Stored data:
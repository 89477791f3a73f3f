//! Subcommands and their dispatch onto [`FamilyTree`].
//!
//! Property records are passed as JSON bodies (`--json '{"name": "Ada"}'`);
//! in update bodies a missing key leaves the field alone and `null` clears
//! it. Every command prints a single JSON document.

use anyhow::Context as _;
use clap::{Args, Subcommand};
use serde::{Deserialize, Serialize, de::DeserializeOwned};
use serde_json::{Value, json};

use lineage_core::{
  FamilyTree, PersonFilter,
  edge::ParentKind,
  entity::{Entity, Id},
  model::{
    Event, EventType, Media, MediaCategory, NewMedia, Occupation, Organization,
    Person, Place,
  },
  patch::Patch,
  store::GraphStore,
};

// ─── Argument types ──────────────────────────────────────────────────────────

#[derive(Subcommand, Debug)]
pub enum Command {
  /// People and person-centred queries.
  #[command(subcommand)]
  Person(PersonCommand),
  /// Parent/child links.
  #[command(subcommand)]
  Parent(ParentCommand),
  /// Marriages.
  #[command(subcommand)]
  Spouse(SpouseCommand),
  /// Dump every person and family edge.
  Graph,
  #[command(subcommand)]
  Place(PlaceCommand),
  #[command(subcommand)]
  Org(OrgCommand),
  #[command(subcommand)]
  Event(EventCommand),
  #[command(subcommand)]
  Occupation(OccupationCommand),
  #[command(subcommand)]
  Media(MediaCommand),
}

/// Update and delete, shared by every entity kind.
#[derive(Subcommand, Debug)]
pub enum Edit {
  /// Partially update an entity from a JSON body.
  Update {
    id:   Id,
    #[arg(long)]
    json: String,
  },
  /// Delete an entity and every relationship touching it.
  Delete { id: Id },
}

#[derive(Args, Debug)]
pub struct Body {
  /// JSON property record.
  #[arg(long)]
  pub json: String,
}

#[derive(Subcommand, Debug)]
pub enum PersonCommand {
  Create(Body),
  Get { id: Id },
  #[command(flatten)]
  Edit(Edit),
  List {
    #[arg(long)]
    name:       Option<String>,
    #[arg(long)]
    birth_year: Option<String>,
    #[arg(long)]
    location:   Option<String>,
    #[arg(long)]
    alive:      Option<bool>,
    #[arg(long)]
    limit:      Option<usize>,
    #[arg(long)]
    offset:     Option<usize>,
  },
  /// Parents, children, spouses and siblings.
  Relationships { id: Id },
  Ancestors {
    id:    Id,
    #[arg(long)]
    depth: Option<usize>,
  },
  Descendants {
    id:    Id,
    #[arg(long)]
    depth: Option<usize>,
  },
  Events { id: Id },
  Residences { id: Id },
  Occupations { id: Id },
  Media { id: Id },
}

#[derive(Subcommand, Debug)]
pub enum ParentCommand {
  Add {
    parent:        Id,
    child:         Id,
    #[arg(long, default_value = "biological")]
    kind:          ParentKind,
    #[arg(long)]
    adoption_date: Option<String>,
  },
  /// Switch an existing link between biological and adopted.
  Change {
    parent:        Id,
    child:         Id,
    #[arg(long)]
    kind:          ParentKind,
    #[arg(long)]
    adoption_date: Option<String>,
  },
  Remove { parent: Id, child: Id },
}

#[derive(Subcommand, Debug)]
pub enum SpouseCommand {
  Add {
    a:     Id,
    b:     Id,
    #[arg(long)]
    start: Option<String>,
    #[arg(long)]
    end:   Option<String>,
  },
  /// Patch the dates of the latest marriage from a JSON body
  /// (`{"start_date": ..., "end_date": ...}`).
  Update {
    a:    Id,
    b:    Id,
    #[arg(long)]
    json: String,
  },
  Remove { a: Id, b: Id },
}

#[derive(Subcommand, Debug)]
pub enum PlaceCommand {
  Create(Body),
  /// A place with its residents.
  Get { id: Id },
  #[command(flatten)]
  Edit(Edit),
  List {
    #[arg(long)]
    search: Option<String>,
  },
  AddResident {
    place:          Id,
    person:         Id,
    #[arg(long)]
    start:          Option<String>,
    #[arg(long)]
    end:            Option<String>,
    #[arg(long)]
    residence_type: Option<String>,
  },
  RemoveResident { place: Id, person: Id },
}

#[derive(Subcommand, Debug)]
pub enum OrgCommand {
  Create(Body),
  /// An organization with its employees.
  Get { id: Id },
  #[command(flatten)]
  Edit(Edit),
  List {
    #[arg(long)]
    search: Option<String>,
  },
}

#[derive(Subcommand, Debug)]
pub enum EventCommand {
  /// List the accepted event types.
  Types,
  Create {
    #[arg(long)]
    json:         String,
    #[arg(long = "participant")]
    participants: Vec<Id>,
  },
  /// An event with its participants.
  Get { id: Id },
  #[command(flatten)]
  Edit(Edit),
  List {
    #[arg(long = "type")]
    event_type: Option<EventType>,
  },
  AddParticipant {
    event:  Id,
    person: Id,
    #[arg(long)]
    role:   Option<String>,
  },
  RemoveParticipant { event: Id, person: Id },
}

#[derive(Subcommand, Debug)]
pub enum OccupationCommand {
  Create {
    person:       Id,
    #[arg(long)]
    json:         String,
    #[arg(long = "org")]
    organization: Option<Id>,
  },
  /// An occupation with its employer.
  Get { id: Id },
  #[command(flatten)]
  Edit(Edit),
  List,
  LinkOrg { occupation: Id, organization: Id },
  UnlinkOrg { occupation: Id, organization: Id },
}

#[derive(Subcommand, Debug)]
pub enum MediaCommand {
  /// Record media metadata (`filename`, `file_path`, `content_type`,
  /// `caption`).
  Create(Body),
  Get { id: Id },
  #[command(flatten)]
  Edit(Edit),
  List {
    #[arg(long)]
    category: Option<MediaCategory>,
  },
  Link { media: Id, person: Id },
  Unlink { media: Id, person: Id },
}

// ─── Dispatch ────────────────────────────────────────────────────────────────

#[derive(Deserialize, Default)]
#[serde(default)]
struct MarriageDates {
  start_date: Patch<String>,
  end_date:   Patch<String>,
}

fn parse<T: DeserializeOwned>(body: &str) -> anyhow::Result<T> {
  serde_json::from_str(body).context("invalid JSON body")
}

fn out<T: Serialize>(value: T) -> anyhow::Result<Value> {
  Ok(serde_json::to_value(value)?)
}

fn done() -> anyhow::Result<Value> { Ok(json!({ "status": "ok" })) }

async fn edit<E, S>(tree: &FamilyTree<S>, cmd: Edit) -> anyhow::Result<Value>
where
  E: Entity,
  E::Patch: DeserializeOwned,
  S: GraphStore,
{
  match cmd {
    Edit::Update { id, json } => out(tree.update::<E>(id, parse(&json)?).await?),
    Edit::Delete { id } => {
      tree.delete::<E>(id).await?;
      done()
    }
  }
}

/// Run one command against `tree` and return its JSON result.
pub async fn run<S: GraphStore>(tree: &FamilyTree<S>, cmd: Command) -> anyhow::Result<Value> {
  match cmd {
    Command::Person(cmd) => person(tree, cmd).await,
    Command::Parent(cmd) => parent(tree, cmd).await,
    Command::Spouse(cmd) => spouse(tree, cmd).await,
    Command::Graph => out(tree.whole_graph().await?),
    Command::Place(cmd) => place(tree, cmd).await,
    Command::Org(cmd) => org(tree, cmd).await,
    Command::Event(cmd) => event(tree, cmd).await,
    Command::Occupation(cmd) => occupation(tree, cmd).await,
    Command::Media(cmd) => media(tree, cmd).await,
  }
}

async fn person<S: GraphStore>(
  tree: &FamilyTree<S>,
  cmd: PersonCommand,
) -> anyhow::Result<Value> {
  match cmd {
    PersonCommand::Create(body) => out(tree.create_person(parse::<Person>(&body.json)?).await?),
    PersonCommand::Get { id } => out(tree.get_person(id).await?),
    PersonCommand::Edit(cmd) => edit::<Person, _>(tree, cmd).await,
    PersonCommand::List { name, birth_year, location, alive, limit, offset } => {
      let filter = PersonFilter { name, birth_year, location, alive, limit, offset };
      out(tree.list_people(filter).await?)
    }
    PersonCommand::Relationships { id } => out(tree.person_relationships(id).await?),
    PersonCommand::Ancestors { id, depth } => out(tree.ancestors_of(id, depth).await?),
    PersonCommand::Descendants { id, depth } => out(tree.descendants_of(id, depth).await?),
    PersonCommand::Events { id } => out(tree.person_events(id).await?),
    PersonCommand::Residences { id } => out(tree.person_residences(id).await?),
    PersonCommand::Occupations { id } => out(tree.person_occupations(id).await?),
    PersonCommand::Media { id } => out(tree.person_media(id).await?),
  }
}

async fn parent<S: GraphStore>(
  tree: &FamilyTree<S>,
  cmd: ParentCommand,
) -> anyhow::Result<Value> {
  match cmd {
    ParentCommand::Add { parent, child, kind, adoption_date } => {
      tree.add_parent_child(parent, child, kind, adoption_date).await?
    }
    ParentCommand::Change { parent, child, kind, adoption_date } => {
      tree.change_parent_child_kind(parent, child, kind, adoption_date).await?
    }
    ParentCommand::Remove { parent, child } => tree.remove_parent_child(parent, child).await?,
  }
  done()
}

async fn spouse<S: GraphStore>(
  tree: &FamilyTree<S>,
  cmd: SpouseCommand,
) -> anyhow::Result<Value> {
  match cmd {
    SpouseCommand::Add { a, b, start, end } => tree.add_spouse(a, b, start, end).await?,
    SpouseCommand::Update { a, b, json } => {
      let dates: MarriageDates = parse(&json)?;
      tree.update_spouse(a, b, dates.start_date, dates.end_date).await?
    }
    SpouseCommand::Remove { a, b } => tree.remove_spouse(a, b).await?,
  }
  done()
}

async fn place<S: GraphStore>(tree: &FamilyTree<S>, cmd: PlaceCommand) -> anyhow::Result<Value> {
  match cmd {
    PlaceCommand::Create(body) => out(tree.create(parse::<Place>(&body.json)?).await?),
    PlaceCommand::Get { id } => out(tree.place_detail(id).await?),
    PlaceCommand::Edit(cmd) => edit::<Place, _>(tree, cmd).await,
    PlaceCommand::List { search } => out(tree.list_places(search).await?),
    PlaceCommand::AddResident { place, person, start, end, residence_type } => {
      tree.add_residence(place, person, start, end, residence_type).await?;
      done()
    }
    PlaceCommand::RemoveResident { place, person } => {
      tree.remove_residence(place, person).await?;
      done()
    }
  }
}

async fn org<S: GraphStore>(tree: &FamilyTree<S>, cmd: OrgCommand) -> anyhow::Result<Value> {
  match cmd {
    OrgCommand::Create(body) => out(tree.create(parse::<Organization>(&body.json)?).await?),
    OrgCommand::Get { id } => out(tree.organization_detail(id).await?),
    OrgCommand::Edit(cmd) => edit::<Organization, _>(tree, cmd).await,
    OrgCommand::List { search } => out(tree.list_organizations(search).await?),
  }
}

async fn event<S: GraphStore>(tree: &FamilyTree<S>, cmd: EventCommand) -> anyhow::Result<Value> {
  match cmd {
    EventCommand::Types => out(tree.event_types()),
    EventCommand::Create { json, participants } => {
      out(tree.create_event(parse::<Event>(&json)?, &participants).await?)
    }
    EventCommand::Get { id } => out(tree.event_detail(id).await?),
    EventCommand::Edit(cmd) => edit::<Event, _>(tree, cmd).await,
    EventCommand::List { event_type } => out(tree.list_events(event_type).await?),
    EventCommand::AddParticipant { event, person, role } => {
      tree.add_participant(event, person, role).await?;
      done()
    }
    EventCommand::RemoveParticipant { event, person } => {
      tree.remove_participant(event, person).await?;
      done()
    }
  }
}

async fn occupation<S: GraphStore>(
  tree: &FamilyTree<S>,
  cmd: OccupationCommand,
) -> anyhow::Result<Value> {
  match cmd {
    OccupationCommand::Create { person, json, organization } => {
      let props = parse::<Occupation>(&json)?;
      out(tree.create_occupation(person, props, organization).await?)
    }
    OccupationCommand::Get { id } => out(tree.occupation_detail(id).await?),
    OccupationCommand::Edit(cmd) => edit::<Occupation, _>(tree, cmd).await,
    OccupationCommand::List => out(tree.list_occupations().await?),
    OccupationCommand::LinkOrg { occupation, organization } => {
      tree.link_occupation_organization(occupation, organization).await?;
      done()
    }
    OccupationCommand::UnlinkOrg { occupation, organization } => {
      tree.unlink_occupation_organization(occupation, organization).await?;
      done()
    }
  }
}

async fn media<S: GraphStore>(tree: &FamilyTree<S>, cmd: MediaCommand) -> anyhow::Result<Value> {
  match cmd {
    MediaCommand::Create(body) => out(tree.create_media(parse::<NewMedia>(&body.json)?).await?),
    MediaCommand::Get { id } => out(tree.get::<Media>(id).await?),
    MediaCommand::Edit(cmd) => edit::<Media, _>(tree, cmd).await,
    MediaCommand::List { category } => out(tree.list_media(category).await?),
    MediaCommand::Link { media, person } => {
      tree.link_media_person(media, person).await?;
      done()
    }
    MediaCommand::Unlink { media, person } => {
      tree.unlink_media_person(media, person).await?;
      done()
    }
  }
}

REQUIRED WORK:
Among the lines above, please find those with "alive" and copy them.

RESPONSE TO THE EXERCISE:
    alive:      Option<bool>,
    PersonCommand::List { name, birth_year, location, alive, limit, offset } => {
      let filter = PersonFilter { name, birth_year, location, alive, limit, offset };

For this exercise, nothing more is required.